IF 3.1 3区 医学 Q1 ECONOMICS Pub Date : 2024-11-04 DOI: 10.1007/s10198-024-01731-w
Evert A Manders, Sibren van den Berg, Saco J de Visser, Carla E M Hollak

Access to new medicines is crucial for patients but increasingly sparks discussion due to high prices. Simultaneously, the growing emphasis on specialized products and uncertainty surrounding the long-term effectiveness of new drug classes brought to the market underscore the need for innovative pricing approaches. A systematic literature review of pharmaceutical pricing models, accompanied by a critical appraisal, was conducted to offer insights contributing to novel approaches balancing sustainable pharmaceutical innovation with affordability and accessibility for patients. Six different pricing models are identified: value based pricing, basic cost-based pricing, and four more comprehensive pricing models incorporating numerous elements: the cancer-drug-pricing model, AIM model, (Nuijtens) discounted cash flow, and the real-option rate of return method. Although there are many similarities among the models, each has unique assumptions for implementation. For instance, all models except for the standard incremental cost-effectiveness ratio and basic cost-based pricing consider the number of eligible patients and the remaining patent period. Only the AIM model and the Nuijtens discounted cash flow model use lump sums. Both the latter and the real-option rate of return method explicitly include the cost of capital as a major cost-based component. Recognizing the diverse applications of each model highlights the need for more differential and dynamic pricing tailored to the characteristics and therapeutic areas of each drug. Additionally, the study underscores the importance of cost transparency in achieving this goal. Consequently, these findings can help stakeholders develop sustainable and affordable drug pricing mechanisms that address the complexities of the ever-changing pharmaceutical landscape.

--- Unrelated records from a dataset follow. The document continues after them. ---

//! Polling synchronizer.
//!
//! Other processes sharing the database write to the same keys. The
//! synchronizer re-reads all four collections on a fixed interval and
//! replaces memory with whatever storage holds, so every context converges
//! on the last write.

use std::sync::atomic::{AtomicU64, Ordering};
use std::sync::Arc;
use std::time::Duration;

use chrono::{DateTime, Utc};
use tokio::sync::{mpsc, watch};
use tokio::task::JoinHandle;
use tokio::time::{interval, MissedTickBehavior};
use tracing::{debug, info, trace};

use crate::state::SharedState;
use crate::storage::CollectionKey;

/// Collections that changed during one poll.
#[derive(Debug, Clone, PartialEq, Eq)]
pub struct SyncEvent {
    /// Collections whose in-memory contents were replaced.
    pub changed: Vec<CollectionKey>,
    /// When the poll ran.
    pub at: DateTime<Utc>,
}

/// Counters for a synchronizer.
#[derive(Debug, Clone, Copy, Default, PartialEq, Eq)]
pub struct SyncStats {
    /// Polls completed.
    pub ticks: u64,
    /// Collections reloaded because their contents changed.
    pub changes: u64,
}

#[derive(Debug, Default)]
struct Counters {
    ticks: AtomicU64,
    changes: AtomicU64,
}

impl Counters {
    fn snapshot(&self) -> SyncStats {
        SyncStats {
            ticks: self.ticks.load(Ordering::SeqCst),
            changes: self.changes.load(Ordering::SeqCst),
        }
    }
}

/// Re-reads storage into a [`SharedState`].
#[derive(Debug)]
pub struct Synchronizer {
    state: SharedState,
    period: Duration,
    events: Option<mpsc::Sender<SyncEvent>>,
    counters: Arc<Counters>,
}

impl Synchronizer {
    /// Create a synchronizer for `state` polling every `period`.
    #[must_use]
    pub fn new(state: SharedState, period: Duration) -> Self {
        Self {
            state,
            period,
            events: None,
            counters: Arc::new(Counters::default()),
        }
    }

    /// Start polling `state` in the background.
    #[must_use]
    pub fn spawn(state: SharedState, period: Duration) -> SyncHandle {
        Self::new(state, period).start()
    }

    /// Send a [`SyncEvent`] on `tx` after every poll that changed something.
    #[must_use]
    pub fn with_events(mut self, tx: mpsc::Sender<SyncEvent>) -> Self {
        self.events = Some(tx);
        self
    }

    /// Current counters.
    #[must_use]
    pub fn stats(&self) -> SyncStats {
        self.counters.snapshot()
    }

    /// Run one poll now.
    ///
    /// Reloads all four collections, retrying any with unsaved changes
    /// first. Returns the collections whose in-memory contents changed.
    pub fn tick(&mut self) -> Vec<CollectionKey> {
        trace!("Polling storage");
        let changed = self.state.poll_reload(&CollectionKey::ALL);

        self.counters.ticks.fetch_add(1, Ordering::SeqCst);
        self.counters
            .changes
            .fetch_add(changed.len() as u64, Ordering::SeqCst);
        if !changed.is_empty() {
            info!(?changed, "Picked up external changes");
        }
        changed
    }

    /// Start polling in a background task.
    ///
    /// Must be called from within a tokio runtime.
    #[must_use]
    pub fn start(self) -> SyncHandle {
        let (shutdown_tx, shutdown_rx) = watch::channel(false);
        let counters = Arc::clone(&self.counters);
        let task = tokio::spawn(self.run(shutdown_rx));
        SyncHandle {
            shutdown: shutdown_tx,
            task: Some(task),
            counters,
        }
    }

    async fn run(mut self, mut shutdown: watch::Receiver<bool>) {
        info!(
            interval_ms = self.period.as_millis(),
            "Starting storage synchronizer"
        );

        let mut ticker = interval(self.period);
        ticker.set_missed_tick_behavior(MissedTickBehavior::Delay);
        // The first tick completes immediately.
        ticker.tick().await;

        loop {
            tokio::select! {
                _ = shutdown.changed() => break,
                _ = ticker.tick() => {
                    let changed = self.tick();
                    if changed.is_empty() {
                        continue;
                    }
                    if let Some(tx) = &self.events {
                        let event = SyncEvent { changed, at: Utc::now() };
                        if tx.send(event).await.is_err() {
                            debug!("Sync event channel closed, no longer reporting");
                            self.events = None;
                        }
                    }
                }
            }
        }

        debug!("Storage synchronizer stopped");
    }
}

/// Controls a running [`Synchronizer`].
///
/// Dropping the handle cancels the task.
#[derive(Debug)]
pub struct SyncHandle {
    shutdown: watch::Sender<bool>,
    task: Option<JoinHandle<()>>,
    counters: Arc<Counters>,
}

impl SyncHandle {
    /// Current counters.
    #[must_use]
    pub fn stats(&self) -> SyncStats {
        self.counters.snapshot()
    }

    /// Check if the task is still running.
    #[must_use]
    pub fn is_running(&self) -> bool {
        self.task.as_ref().is_some_and(|task| !task.is_finished())
    }

    /// Stop polling and wait for the task to exit.
    pub async fn stop(mut self) {
        debug!("Stopping storage synchronizer");
        let _ = self.shutdown.send(true);
        if let Some(task) = self.task.take() {
            let _ = task.await;
        }
    }
}

impl Drop for SyncHandle {
    fn drop(&mut self) {
        if let Some(task) = self.task.take() {
            let _ = self.shutdown.send(true);
            task.abort();
        }
    }
}
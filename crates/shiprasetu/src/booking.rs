//! Ghat slot bookings.
//!
//! One booking at a time is kept under `{namespace}_current_booking`, the
//! same way the portal keeps the last confirmation on hand for the receipt.

use std::fmt::Write as _;

use chrono::Utc;
use serde::{Deserialize, Serialize};
use tracing::{info, warn};

use crate::error::{Error, Result};
use crate::records::required;
use crate::storage::{LoadSource, PersistentStore};

const CURRENT_BOOKING_KEY: &str = "current_booking";

/// A bookable option and whether it can be picked.
#[derive(Debug, Clone, Copy, PartialEq, Eq)]
pub struct Choice {
    /// Value stored on the booking.
    pub label: &'static str,
    /// `false` if the option is closed to new bookings.
    pub available: bool,
}

/// Ghats that take bookings.
pub const GHATS: [Choice; 6] = [
    Choice { label: "Ram Ghat", available: true },
    Choice { label: "Triveni Ghat", available: true },
    Choice { label: "Mangalnath Ghat", available: false },
    Choice { label: "Kal Bhairav Ghat", available: true },
    Choice { label: "Dada Nagar Ghat", available: true },
    Choice { label: "Shipra Ghat", available: true },
];

/// Two-hour bathing slots.
pub const TIME_SLOTS: [Choice; 6] = [
    Choice { label: "06:00 AM - 08:00 AM", available: true },
    Choice { label: "08:00 AM - 10:00 AM", available: true },
    Choice { label: "10:00 AM - 12:00 PM", available: false },
    Choice { label: "12:00 PM - 02:00 PM", available: true },
    Choice { label: "02:00 PM - 04:00 PM", available: true },
    Choice { label: "04:00 PM - 06:00 PM", available: true },
];

/// Accepted values for [`BookingRequest::gender`].
pub const GENDERS: [&str; 3] = ["male", "female", "other"];

/// What a pilgrim fills in to book a slot.
#[derive(Debug, Clone, Default, PartialEq, Eq, Serialize, Deserialize)]
#[serde(rename_all = "camelCase")]
pub struct BookingRequest {
    /// Full name.
    pub name: String,
    /// Age as entered.
    pub age: String,
    /// One of [`GENDERS`].
    pub gender: String,
    /// One of the available [`GHATS`].
    pub ghat: String,
    /// Requested date.
    pub date: String,
    /// One of the available [`TIME_SLOTS`].
    pub time_slot: String,
}

impl BookingRequest {
    /// Trim every field and check it against the booking rules.
    ///
    /// # Errors
    ///
    /// Returns a validation error naming the first bad field.
    pub fn validate(&self) -> Result<Self> {
        let request = Self {
            name: required("name", &self.name)?,
            age: required("age", &self.age)?,
            gender: required("gender", &self.gender)?.to_lowercase(),
            ghat: required("ghat", &self.ghat)?,
            date: required("date", &self.date)?,
            time_slot: required("timeSlot", &self.time_slot)?,
        };

        if !request.age.chars().all(|c| c.is_ascii_digit()) {
            return Err(Error::validation("age", "must be a whole number"));
        }
        if !GENDERS.contains(&request.gender.as_str()) {
            return Err(Error::validation("gender", "must be male, female or other"));
        }
        check_choice("ghat", &GHATS, &request.ghat)?;
        check_choice("timeSlot", &TIME_SLOTS, &request.time_slot)?;

        Ok(request)
    }
}

fn check_choice(field: &'static str, choices: &[Choice], value: &str) -> Result<()> {
    match choices.iter().find(|c| c.label == value) {
        Some(choice) if choice.available => Ok(()),
        Some(_) => Err(Error::validation(field, format!("'{value}' is not available"))),
        None => Err(Error::validation(field, format!("unknown option '{value}'"))),
    }
}

/// A confirmed booking.
#[derive(Debug, Clone, PartialEq, Eq, Serialize, Deserialize)]
#[serde(rename_all = "camelCase")]
pub struct Booking {
    /// The request as booked.
    #[serde(flatten)]
    pub request: BookingRequest,
    /// `GH` followed by six digits.
    pub token_id: String,
    /// When the booking was made (RFC 3339).
    pub booking_time: String,
}

impl Booking {
    /// The downloadable receipt.
    #[must_use]
    pub fn confirmation_text(&self) -> String {
        let r = &self.request;
        let mut text = String::new();
        let _ = writeln!(text, "ShipraSetu - Simhastha 2028");
        let _ = writeln!(text, "Booking Confirmation");
        let _ = writeln!(text);
        let _ = writeln!(text, "Token ID: {}", self.token_id);
        let _ = writeln!(text, "Name: {}", r.name);
        let _ = writeln!(text, "Age: {}", r.age);
        let _ = writeln!(text, "Gender: {}", r.gender);
        let _ = writeln!(text, "Ghat: {}", r.ghat);
        let _ = writeln!(text, "Date: {}", r.date);
        let _ = writeln!(text, "Time: {}", r.time_slot);
        let _ = writeln!(text);
        let _ = writeln!(text, "Please arrive 15 minutes before your scheduled time.");
        text
    }

    /// Suggested file name for the receipt.
    #[must_use]
    pub fn receipt_file_name(&self) -> String {
        format!("ShipraSetu-Token-{}.txt", self.token_id)
    }
}

/// Token for a booking made at `millis` since the Unix epoch.
#[must_use]
pub fn token_for(millis: i64) -> String {
    format!("GH{:06}", millis.rem_euclid(1_000_000))
}

/// Books slots and remembers the latest one.
#[derive(Debug, Clone)]
pub struct BookingDesk {
    store: PersistentStore,
}

impl BookingDesk {
    /// Create a desk over `store`.
    #[must_use]
    pub fn new(store: PersistentStore) -> Self {
        Self { store }
    }

    /// Validate `request`, issue a token and store the booking.
    ///
    /// # Errors
    ///
    /// Returns a validation error for a bad request, or a storage error if
    /// the booking cannot be saved.
    pub fn book(&self, request: &BookingRequest) -> Result<Booking> {
        let request = request.validate()?;
        let now = Utc::now();
        let booking = Booking {
            request,
            token_id: token_for(now.timestamp_millis()),
            booking_time: now.to_rfc3339(),
        };

        self.store.save(CURRENT_BOOKING_KEY, &booking)?;
        info!(token = %booking.token_id, ghat = %booking.request.ghat, "Slot booked");
        Ok(booking)
    }

    /// The stored booking, if there is a readable one.
    ///
    /// An entry that cannot be decoded is removed.
    #[must_use]
    pub fn current(&self) -> Option<Booking> {
        let (booking, source) = self.store.load_with_source(CURRENT_BOOKING_KEY, None);
        if source == LoadSource::Corrupt {
            warn!("Discarding unreadable booking");
            if let Err(e) = self.store.remove(CURRENT_BOOKING_KEY) {
                warn!(error = %e, "Failed to remove unreadable booking");
            }
        }
        booking
    }

    /// Forget the stored booking. Returns `true` if there was one.
    ///
    /// # Errors
    ///
    /// Returns an error if storage cannot be written.
    pub fn clear(&self) -> Result<bool> {
        self.store.remove(CURRENT_BOOKING_KEY)
    }
}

获得新药对患者来说至关重要,但由于价格昂贵,越来越多的人对此展开了讨论。与此同时,对专业产品的日益重视,以及新药上市后长期疗效的不确定性,都凸显了创新定价方法的必要性。我们对药品定价模式进行了系统的文献综述,并进行了批判性评估,旨在为平衡可持续药品创新与患者可负担性和可及性的新方法提供见解。研究确定了六种不同的定价模式:基于价值的定价模式、基于基本成本的定价模式,以及四种包含多种要素的更全面的定价模式:癌症药物定价模式、AIM 模式、(Nuijtens)现金流贴现法和实际期权收益率法。尽管这些模型之间有许多相似之处,但每个模型都有独特的实施假设。例如,除标准增量成本效益比和基本成本定价法外,所有模型都考虑了符合条件的患者人数和剩余专利期。只有 AIM 模型和 Nuijtens 贴现现金流模型使用了一次性付款。后者和实际期权收益率法都明确将资本成本作为基于成本的主要组成部分。认识到每种模型的不同应用,突出了根据每种药物的特点和治疗领域进行更有区别的动态定价的必要性。此外,这项研究还强调了成本透明度对实现这一目标的重要性。因此,这些研究结果可以帮助利益相关方制定可持续的、可负担的药品定价机制,以应对不断变化的复杂制药环境。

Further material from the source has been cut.